¿Sabías que el hielo puede ayudarte a reducir las ojeras?

Cada mañana frente al espejo y ahí están: esas sombras oscuras bajo los ojos que, muchas veces, delatan el cansancio, el estrés o las noches cortas. Si buscas una solución sencilla y natural, el frío podría ser tu aliado. Aplicar frío en la zona de las ojeras no solo es refrescante, sino que también tiene beneficios reales.

El frío activa la circulación y reduce la hinchazón. Cuando expones la piel del contorno de ojos al frío, los vasos sanguíneos se contraen, lo que ayuda a disminuir la inflamación y aclarar esa apariencia cansada. Por eso, usar hielo o elementos fríos de forma diaria puede marcar una diferencia visible con el tiempo.

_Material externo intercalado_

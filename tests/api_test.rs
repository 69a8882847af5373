//! API integration tests.
//!
//! Tests HTTP API endpoints against a [`TestHarness`] server running on a
//! random port with a scripted prober and encoder.

mod common;

use std::net::SocketAddr;
use std::time::Duration;

use common::{HarnessOptions, ScriptedEncoder, TestHarness};
use reqwest::multipart::{Form, Part};
use serde_json::{json, Value};

async fn upload(addr: SocketAddr, filename: &str, size: usize) -> reqwest::Response {
    let part = Part::bytes(vec![7u8; size])
        .file_name(filename.to_string())
        .mime_str("video/mp4")
        .unwrap();
    reqwest::Client::new()
        .post(format!("http://{addr}/upload"))
        .multipart(Form::new().part("file", part))
        .send()
        .await
        .expect("upload request failed")
}

async fn upload_ok(addr: SocketAddr, filename: &str, size: usize) -> String {
    let resp = upload(addr, filename, size).await;
    assert_eq!(resp.status(), 200);
    let json: Value = resp.json().await.unwrap();
    json["job_id"].as_str().unwrap().to_string()
}

async fn compress(addr: SocketAddr, job_id: &str, target_size: u64) -> reqwest::Response {
    reqwest::Client::new()
        .post(format!("http://{addr}/compress"))
        .json(&json!({ "job_id": job_id, "target_size": target_size }))
        .send()
        .await
        .expect("compress request failed")
}

async fn status(addr: SocketAddr, job_id: &str) -> reqwest::Response {
    reqwest::get(format!("http://{addr}/status/{job_id}"))
        .await
        .expect("status request failed")
}

async fn wait_for_terminal(addr: SocketAddr, job_id: &str) -> Value {
    for _ in 0..500 {
        let json: Value = status(addr, job_id).await.json().await.unwrap();
        if json["status"] == "completed" || json["status"] == "error" {
            return json;
        }
        tokio::time::sleep(Duration::from_millis(5)).await;
    }
    panic!("job {job_id} did not finish");
}

// ---------------------------------------------------------------------------
// Health and docs
// ---------------------------------------------------------------------------

#[tokio::test]
async fn health_check_returns_200() {
    let (_harness, addr) = TestHarness::with_server().await;

    let resp = reqwest::get(format!("http://{addr}/health")).await.unwrap();
    assert_eq!(resp.status(), 200);

    let json: Value = resp.json().await.unwrap();
    assert_eq!(json["status"], "healthy");
    assert_eq!(json["jobs"], 0);
    assert_eq!(json["version"], env!("CARGO_PKG_VERSION"));
}

#[tokio::test]
async fn openapi_document_is_served() {
    let (_harness, addr) = TestHarness::with_server().await;

    let resp = reqwest::get(format!("http://{addr}/api/openapi.json"))
        .await
        .unwrap();
    assert_eq!(resp.status(), 200);

    let json: Value = resp.json().await.unwrap();
    assert_eq!(json["info"]["title"], "Sizeforge API");
    assert!(json["paths"]["/compress"]["post"].is_object());
}

// ---------------------------------------------------------------------------
// Full flow
// ---------------------------------------------------------------------------

#[tokio::test]
async fn upload_compress_download_cleanup() {
    let (harness, addr) = TestHarness::with_server().await;

    let resp = upload(addr, "my clip.mov", 1_000_000).await;
    assert_eq!(resp.status(), 200);
    let receipt: Value = resp.json().await.unwrap();
    assert_eq!(receipt["filename"], "my_clip.mov");
    assert_eq!(receipt["original_size"], 1_000_000);
    assert_eq!(receipt["duration"], 10.0);
    let job_id = receipt["job_id"].as_str().unwrap().to_string();

    let json: Value = status(addr, &job_id).await.json().await.unwrap();
    assert_eq!(json["status"], "uploaded");
    assert_eq!(json["progress"], 0.0);

    let resp = compress(addr, &job_id, 500_000).await;
    assert_eq!(resp.status(), 200);
    let started: Value = resp.json().await.unwrap();
    assert_eq!(started["accepted"], true);
    assert_eq!(started["video_bitrate"], 272_000);
    assert_eq!(started["audio_bitrate"], 128_000);

    let done = wait_for_terminal(addr, &job_id).await;
    assert_eq!(done["status"], "completed");
    assert_eq!(done["progress"], 1.0);
    assert!(done.get("error").is_none());
    let output_size = done["output_size"].as_u64().unwrap();

    let resp = reqwest::get(format!("http://{addr}/download/{job_id}"))
        .await
        .unwrap();
    assert_eq!(resp.status(), 200);
    assert_eq!(resp.headers()["content-type"], "video/mp4");
    let disposition = resp.headers()["content-disposition"].to_str().unwrap();
    assert!(disposition.contains("compressed_my_clip.mp4"), "{disposition}");
    let bytes = resp.bytes().await.unwrap();
    assert_eq!(bytes.len() as u64, output_size);

    let resp = reqwest::Client::new()
        .post(format!("http://{addr}/cleanup/{job_id}"))
        .send()
        .await
        .unwrap();
    assert_eq!(resp.status(), 200);
    let json: Value = resp.json().await.unwrap();
    assert_eq!(json, json!({ "ok": true, "existed": true }));

    assert_eq!(status(addr, &job_id).await.status(), 404);
    assert!(harness.stored_files().is_empty());
}

#[tokio::test]
async fn status_since_returns_only_new_lines() {
    let (_harness, addr) = TestHarness::with_server().await;
    let job_id = upload_ok(addr, "clip.mp4", 1_000_000).await;

    let first: Value = status(addr, &job_id).await.json().await.unwrap();
    let count = first["log_count"].as_u64().unwrap();
    assert_eq!(first["log_offset"], 0);
    assert_eq!(first["logs"].as_array().unwrap().len() as u64, count);

    compress(addr, &job_id, 500_000).await;
    wait_for_terminal(addr, &job_id).await;

    let resp = reqwest::get(format!("http://{addr}/status/{job_id}?since={count}"))
        .await
        .unwrap();
    let later: Value = resp.json().await.unwrap();
    assert_eq!(later["log_offset"], count);
    let new_lines = later["logs"].as_array().unwrap();
    assert!(!new_lines.is_empty());
    assert_eq!(
        later["log_count"].as_u64().unwrap(),
        count + new_lines.len() as u64
    );
}

// ---------------------------------------------------------------------------
// Error mapping
// ---------------------------------------------------------------------------

#[tokio::test]
async fn target_too_small_is_422_and_errors_the_job() {
    let (harness, addr) = TestHarness::with_server().await;
    let job_id = upload_ok(addr, "clip.mp4", 1_000_000).await;

    let resp = compress(addr, &job_id, 100_000).await;
    assert_eq!(resp.status(), 422);
    let json: Value = resp.json().await.unwrap();
    assert_eq!(json["code"], "target_too_small");

    let json: Value = status(addr, &job_id).await.json().await.unwrap();
    assert_eq!(json["status"], "error");
    assert!(json["error"].as_str().unwrap().contains("too small"));
    assert_eq!(harness.encoder.passes_run(), 0);
}

#[tokio::test]
async fn target_not_smaller_than_original_is_400() {
    let (_harness, addr) = TestHarness::with_server().await;
    let job_id = upload_ok(addr, "clip.mp4", 1_000_000).await;

    let resp = compress(addr, &job_id, 2_000_000).await;
    assert_eq!(resp.status(), 400);
    let json: Value = resp.json().await.unwrap();
    assert_eq!(json["code"], "validation_error");

    let json: Value = status(addr, &job_id).await.json().await.unwrap();
    assert_eq!(json["status"], "uploaded");
}

#[tokio::test]
async fn malformed_compress_body_is_400() {
    let (harness, addr) = TestHarness::with_server().await;
    let job_id = upload_ok(addr, "clip.mp4", 1_000_000).await;
    let client = reqwest::Client::new();

    for body in [
        json!({ "job_id": job_id, "target_size": -5 }),
        json!({ "job_id": job_id, "target_size": "500000" }),
        json!({ "job_id": job_id }),
    ] {
        let resp = client
            .post(format!("http://{addr}/compress"))
            .json(&body)
            .send()
            .await
            .unwrap();
        assert_eq!(resp.status(), 400, "{body}");
        let json: Value = resp.json().await.unwrap();
        assert_eq!(json["code"], "validation_error");
        assert!(json["error"].as_str().unwrap().contains("target_size"), "{json}");
    }

    let resp = client
        .post(format!("http://{addr}/compress"))
        .header("content-type", "application/json")
        .body("{not json")
        .send()
        .await
        .unwrap();
    assert_eq!(resp.status(), 400);
    let json: Value = resp.json().await.unwrap();
    assert_eq!(json["code"], "validation_error");

    let json: Value = status(addr, &job_id).await.json().await.unwrap();
    assert_eq!(json["status"], "uploaded");
    assert_eq!(harness.encoder.passes_run(), 0);
}

#[tokio::test]
async fn compress_after_error_retries_on_a_new_job() {
    let (_harness, addr) = TestHarness::with_server().await;
    let job_id = upload_ok(addr, "clip.mp4", 1_000_000).await;
    assert_eq!(compress(addr, &job_id, 100_000).await.status(), 422);

    let resp = compress(addr, &job_id, 400_000).await;
    assert_eq!(resp.status(), 200);
    let retry: Value = resp.json().await.unwrap();
    assert_eq!(retry["retry_of"], job_id.as_str());
    let retry_id = retry["job_id"].as_str().unwrap().to_string();
    assert_ne!(retry_id, job_id);

    let done = wait_for_terminal(addr, &retry_id).await;
    assert_eq!(done["status"], "completed");

    let old: Value = status(addr, &job_id).await.json().await.unwrap();
    assert_eq!(old["status"], "error");
    assert_eq!(old["retried_as"], retry_id.as_str());

    let resp = compress(addr, &job_id, 400_000).await;
    assert_eq!(resp.status(), 409);
    let json: Value = resp.json().await.unwrap();
    assert_eq!(json["code"], "conflict");
}

#[tokio::test]
async fn unknown_and_malformed_ids() {
    let (_harness, addr) = TestHarness::with_server().await;
    let unknown = "6f1c1b55-3a39-4c3e-9d43-5a3f0e3b8d10";

    let resp = status(addr, unknown).await;
    assert_eq!(resp.status(), 404);
    let json: Value = resp.json().await.unwrap();
    assert_eq!(json["code"], "not_found");

    assert_eq!(compress(addr, unknown, 500_000).await.status(), 404);
    assert_eq!(status(addr, "not-a-uuid").await.status(), 400);
    assert_eq!(
        reqwest::get(format!("http://{addr}/download/{unknown}"))
            .await
            .unwrap()
            .status(),
        404
    );
}

#[tokio::test]
async fn download_before_completion_is_409() {
    let (harness, addr) = TestHarness::with_server_options(HarnessOptions {
        encoder: ScriptedEncoder {
            hold: true,
            ..Default::default()
        },
        ..Default::default()
    })
    .await;
    let job_id = upload_ok(addr, "clip.mp4", 1_000_000).await;

    let resp = reqwest::get(format!("http://{addr}/download/{job_id}"))
        .await
        .unwrap();
    assert_eq!(resp.status(), 409);

    assert_eq!(compress(addr, &job_id, 500_000).await.status(), 200);
    assert_eq!(compress(addr, &job_id, 500_000).await.status(), 409);
    let json: Value = status(addr, &job_id).await.json().await.unwrap();
    assert_eq!(json["status"], "compressing");

    harness.orchestrator.shutdown().await;
}

#[tokio::test]
async fn cleanup_is_idempotent_on_both_routes() {
    let (_harness, addr) = TestHarness::with_server().await;
    let job_id = upload_ok(addr, "clip.mp4", 1_000_000).await;
    let client = reqwest::Client::new();

    let resp = client
        .delete(format!("http://{addr}/jobs/{job_id}"))
        .send()
        .await
        .unwrap();
    assert_eq!(resp.status(), 200);
    let json: Value = resp.json().await.unwrap();
    assert_eq!(json["existed"], true);

    let resp = client
        .post(format!("http://{addr}/cleanup/{job_id}"))
        .send()
        .await
        .unwrap();
    assert_eq!(resp.status(), 200);
    let json: Value = resp.json().await.unwrap();
    assert_eq!(json, json!({ "ok": true, "existed": false }));
}

#[tokio::test]
async fn cleanup_while_compressing_stops_the_job() {
    let (harness, addr) = TestHarness::with_server_options(HarnessOptions {
        encoder: ScriptedEncoder {
            hold: true,
            ..Default::default()
        },
        ..Default::default()
    })
    .await;
    let job_id = upload_ok(addr, "clip.mp4", 1_000_000).await;
    assert_eq!(compress(addr, &job_id, 500_000).await.status(), 200);
    tokio::time::sleep(Duration::from_millis(20)).await;

    let resp = reqwest::Client::new()
        .post(format!("http://{addr}/cleanup/{job_id}"))
        .send()
        .await
        .unwrap();
    assert_eq!(resp.status(), 200);

    assert_eq!(harness.encoder.cancelled(), 1);
    assert_eq!(status(addr, &job_id).await.status(), 404);
    assert!(harness.stored_files().is_empty());
}

// ---------------------------------------------------------------------------
// Upload validation
// ---------------------------------------------------------------------------

#[tokio::test]
async fn upload_rejects_bad_requests() {
    let (harness, addr) = TestHarness::with_server_options(HarnessOptions {
        max_upload_bytes: 4 * 1024,
        ..Default::default()
    })
    .await;

    let resp = upload(addr, "notes.txt", 100).await;
    assert_eq!(resp.status(), 400);

    let resp = upload(addr, "huge.mp4", 8 * 1024).await;
    assert_eq!(resp.status(), 400);

    let resp = reqwest::Client::new()
        .post(format!("http://{addr}/upload"))
        .multipart(Form::new().text("other", "value"))
        .send()
        .await
        .unwrap();
    assert_eq!(resp.status(), 400);
    let json: Value = resp.json().await.unwrap();
    assert!(json["error"].as_str().unwrap().contains("file"));

    assert!(harness.orchestrator.registry().is_empty());
    assert!(harness.stored_files().is_empty());
}

#[tokio::test]
async fn unreadable_upload_is_400() {
    let (harness, addr) = TestHarness::with_server_options(HarnessOptions {
        probe_fails: true,
        ..Default::default()
    })
    .await;

    let resp = upload(addr, "clip.mp4", 1024).await;
    assert_eq!(resp.status(), 400);
    assert!(harness.stored_files().is_empty());
}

No necesitas herramientas especiales. Una cucharilla previamente enfriada en el congelador puede ser suficiente. Colócala suavemente sobre cada ojo durante unos minutos, y notarás una sensación de alivio inmediata. Otra opción casera muy popular es usar bolsitas de té negro o de manzanilla guardadas en el congelador. No solo el frío ayuda, sino que los antioxidantes del té también pueden mejorar la apariencia de la piel.

Lo ideal es hacerlo 20 o 25 minutos al día, preferiblemente por la mañana. Así, además de reducir la hinchazón, despiertas la mirada. Pero ojo: la piel del contorno de ojos es muy delicada, así que nunca frotes con fuerza ni apliques hielo directamente sin protección, para evitar irritaciones.

Claro, las ojeras también están relacionadas con factores como la genética, la deshidratación o el sueño deficiente. Así que, aunque el frío es un buen aliado, también es clave dormir bien, beber agua y mantener una rutina de cuidado facial constante. Con pequeños hábitos, los resultados pueden sorprenderte.